(THE DATA Opens)

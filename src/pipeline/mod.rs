//! The side-effecting half: one feedback cycle per ticket against the
//! ticket store, code host, working copy and code generator.

pub mod collaborators;
pub mod cycle;
pub mod dispatch;
pub mod guard;

pub use collaborators::{CoAuthor, CodeGenerator, CodeHost, TicketStore, WorkingCopy};
pub use cycle::{CycleOutcome, CycleReport, FeedbackPipeline, PipelineSettings, commit_message, workdir_name};
pub use dispatch::{ReplyTally, dispatch_replies, mention_reply};
pub use guard::{FeedbackRunner, InFlightTickets, TicketClaim};
use std::collections::HashMap;
use std::fmt;

use chrono::{DateTime, Utc};
use serde::{Deserialize, Serialize};

/// A review comment or a plain conversation comment on a pull request.
///
/// File-anchored comments carry `path` and a non-zero `line`; everything else
/// is treated as a general comment.
#[derive(Debug, Clone, PartialEq, Eq, Serialize, Deserialize)]
pub struct ReviewComment {
    pub id: i64,
    pub author: String,
    #[serde(default)]
    pub body: String,
    #[serde(default)]
    pub path: Option<String>,
    #[serde(default)]
    pub line: Option<u32>,
    #[serde(default)]
    pub start_line: Option<u32>,
    #[serde(default)]
    pub in_reply_to_id: Option<i64>,
    pub created_at: DateTime<Utc>,
}

/// Where a comment is anchored in the diff.
#[derive(Debug, Clone, Copy, PartialEq, Eq)]
pub enum CommentLocation<'a> {
    General,
    Line { path: &'a str, line: u32 },
    Range { path: &'a str, start: u32, end: u32 },
}

impl fmt::Display for CommentLocation<'_> {
    fn fmt(&self, f: &mut fmt::Formatter<'_>) -> fmt::Result {
        match self {
            CommentLocation::General => write!(f, "general comment"),
            CommentLocation::Line { path, line } => write!(f, "{}:{}", path, line),
            CommentLocation::Range { path, start, end } => write!(f, "{}:{}-{}", path, start, end),
        }
    }
}

impl ReviewComment {
    /// The parent comment id, or `None` for a thread root (absent or 0).
    pub fn parent_id(&self) -> Option<i64> {
        self.in_reply_to_id.filter(|id| *id != 0)
    }

    /// The anchoring file path when the comment is attached to a diff line.
    pub fn anchored_path(&self) -> Option<&str> {
        match (self.path.as_deref(), self.line) {
            (Some(path), Some(line)) if !path.is_empty() && line > 0 => Some(path),
            _ => None,
        }
    }

    pub fn location(&self) -> CommentLocation<'_> {
        let Some(path) = self.anchored_path() else {
            return CommentLocation::General;
        };
        let line = self.line.unwrap_or_default();
        match self.start_line {
            Some(start) if start > 0 && start != line => CommentLocation::Range {
                path,
                start,
                end: line,
            },
            _ => CommentLocation::Line { path, line },
        }
    }
}

#[derive(Debug, Clone, Copy, PartialEq, Eq, Serialize, Deserialize)]
#[serde(rename_all = "SCREAMING_SNAKE_CASE")]
pub enum ReviewState {
    Approved,
    ChangesRequested,
    Commented,
    #[serde(other)]
    Other,
}

impl ReviewState {
    pub fn as_str(&self) -> &'static str {
        match self {
            Self::Approved => "approved",
            Self::ChangesRequested => "changes_requested",
            Self::Commented => "commented",
            Self::Other => "other",
        }
    }
}

impl fmt::Display for ReviewState {
    fn fmt(&self, f: &mut fmt::Formatter<'_>) -> fmt::Result {
        f.write_str(self.as_str())
    }
}

/// A submitted pull request review.
#[derive(Debug, Clone, PartialEq, Eq, Serialize, Deserialize)]
pub struct Review {
    pub id: i64,
    pub author: String,
    pub state: ReviewState,
    #[serde(default)]
    pub body: String,
    pub submitted_at: DateTime<Utc>,
}

/// One changed file of a pull request.
#[derive(Debug, Clone, PartialEq, Eq, Serialize, Deserialize)]
pub struct PrFile {
    pub path: String,
    #[serde(default)]
    pub status: String,
    #[serde(default)]
    pub additions: u32,
    #[serde(default)]
    pub deletions: u32,
    #[serde(default)]
    pub patch: Option<String>,
}

/// Everything the pipeline needs to know about a pull request.
#[derive(Debug, Clone, Default, PartialEq, Eq, Serialize, Deserialize)]
pub struct PrDetails {
    pub title: String,
    #[serde(default)]
    pub body: String,
    pub html_url: String,
    pub head_ref: String,
    /// Missing when the head fork has been deleted.
    #[serde(default)]
    pub head_clone_url: Option<String>,
    #[serde(default)]
    pub head_owner: String,
    #[serde(default)]
    pub files: Vec<PrFile>,
    #[serde(default)]
    pub reviews: Vec<Review>,
    #[serde(default)]
    pub comments: Vec<ReviewComment>,
}

#[derive(Debug, Clone, PartialEq, Eq, Serialize, Deserialize)]
pub struct Assignee {
    pub name: String,
    pub email: String,
}

/// A tracked work item.
#[derive(Debug, Clone, Default, PartialEq, Serialize, Deserialize)]
pub struct Ticket {
    pub key: String,
    #[serde(default)]
    pub assignee: Option<Assignee>,
    #[serde(default)]
    pub custom_fields: HashMap<String, serde_json::Value>,
}

impl Ticket {
    /// Read the pull request URL stored in `field`.
    ///
    /// Accepts either a plain string or an object with a `url` member.
    pub fn pr_url(&self, field: &str) -> Option<&str> {
        let value = self.custom_fields.get(field)?;
        let url = match value {
            serde_json::Value::String(s) => s.as_str(),
            serde_json::Value::Object(obj) => obj.get("url")?.as_str()?,
            _ => return None,
        };
        let url = url.trim();
        if url.is_empty() { None } else { Some(url) }
    }
}

/// Coordinates of a pull request on the code host.
#[derive(Debug, Clone, PartialEq, Eq, Hash, Serialize, Deserialize)]
pub struct PullRequestRef {
    pub owner: String,
    pub repo: String,
    pub number: u64,
}

impl PullRequestRef {
    /// Parse `https://github.com/<owner>/<repo>/pull/<number>`.
    ///
    /// Trailing path segments (`/files`), query strings and fragments are ignored.
    pub fn parse(url: &str) -> Option<Self> {
        let rest = url.trim().strip_prefix("https://")?;
        let rest = rest.strip_prefix("www.").unwrap_or(rest);
        let path = rest.strip_prefix("github.com/")?;
        let path = path.split(['?', '#']).next().unwrap_or(path);

        let mut parts = path.split('/');
        let owner = parts.next().filter(|s| !s.is_empty())?;
        let repo = parts.next().filter(|s| !s.is_empty())?;
        if parts.next()? != "pull" {
            return None;
        }
        let number = parts.next()?.parse::<u64>().ok().filter(|n| *n > 0)?;

        Some(Self {
            owner: owner.to_string(),
            repo: repo.to_string(),
            number,
        })
    }
}

impl fmt::Display for PullRequestRef {
    fn fmt(&self, f: &mut fmt::Formatter<'_>) -> fmt::Result {
        write!(f, "{}/{}#{}", self.owner, self.repo, self.number)
    }
}

/// Case-insensitive login comparison; code-host logins are not case sensitive.
pub fn same_login(a: &str, b: &str) -> bool {
    a.eq_ignore_ascii_case(b)
}
use foundation::math::{Coordinates, Vec2, stretched_latitude};

use crate::view::{MercatorView, Viewport};

/// Cylindrical conformal mapping at the viewport baseline scale, centered
/// on the canvas, with the view's pan/zoom transform applied on top.
///
/// Total over valid latitudes: the pole singularity is absorbed by the
/// stretched-latitude clamp, so `lat = ±90` projects to a finite point.
pub fn project_mercator(coord: Coordinates, view: MercatorView, viewport: Viewport) -> Vec2 {
    let scale = viewport.mercator_scale();
    let center = viewport.center();
    let base = Vec2::new(
        center.x + scale * coord.lon_rad(),
        center.y - scale * stretched_latitude(coord.lat_rad()),
    );
    view.transform.apply(base)
}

(THE DATA Closes)

YOUR OBJECTIVE:
Given the word "ChangesRequested", show every line of the records that contains it.

SOLUTION FOR THIS TASK:
    ChangesRequested,
            Self::ChangesRequested => "changes_requested",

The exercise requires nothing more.